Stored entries

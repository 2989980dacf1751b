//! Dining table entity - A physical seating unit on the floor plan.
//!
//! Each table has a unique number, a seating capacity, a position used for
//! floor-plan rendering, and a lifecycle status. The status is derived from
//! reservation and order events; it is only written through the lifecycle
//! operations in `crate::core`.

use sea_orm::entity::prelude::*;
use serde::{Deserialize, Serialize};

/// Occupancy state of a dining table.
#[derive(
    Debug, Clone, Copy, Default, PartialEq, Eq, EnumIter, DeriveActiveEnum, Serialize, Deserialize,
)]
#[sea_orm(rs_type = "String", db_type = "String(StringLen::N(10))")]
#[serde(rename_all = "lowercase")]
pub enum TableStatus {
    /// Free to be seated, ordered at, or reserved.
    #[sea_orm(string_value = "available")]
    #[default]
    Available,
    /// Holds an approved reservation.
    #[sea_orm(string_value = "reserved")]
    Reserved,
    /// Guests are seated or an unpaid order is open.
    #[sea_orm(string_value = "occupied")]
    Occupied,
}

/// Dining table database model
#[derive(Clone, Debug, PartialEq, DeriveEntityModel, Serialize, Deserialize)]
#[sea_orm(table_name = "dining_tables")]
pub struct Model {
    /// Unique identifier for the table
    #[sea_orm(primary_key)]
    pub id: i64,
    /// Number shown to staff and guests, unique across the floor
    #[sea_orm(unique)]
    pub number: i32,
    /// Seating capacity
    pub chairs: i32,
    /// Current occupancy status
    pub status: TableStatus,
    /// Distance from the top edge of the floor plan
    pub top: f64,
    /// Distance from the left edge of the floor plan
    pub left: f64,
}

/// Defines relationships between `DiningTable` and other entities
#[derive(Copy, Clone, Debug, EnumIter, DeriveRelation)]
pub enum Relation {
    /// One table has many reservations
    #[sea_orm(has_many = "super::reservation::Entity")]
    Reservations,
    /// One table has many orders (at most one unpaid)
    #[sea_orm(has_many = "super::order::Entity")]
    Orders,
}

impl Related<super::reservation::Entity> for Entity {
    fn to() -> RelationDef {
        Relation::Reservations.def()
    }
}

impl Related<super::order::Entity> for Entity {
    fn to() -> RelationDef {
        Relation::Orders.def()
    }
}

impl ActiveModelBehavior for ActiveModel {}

What you should do | Find the lines above holding the word "seated" and show them.

Response box |
    /// Free to be seated, ordered at, or reserved.
    /// Guests are seated or an unpaid order is open.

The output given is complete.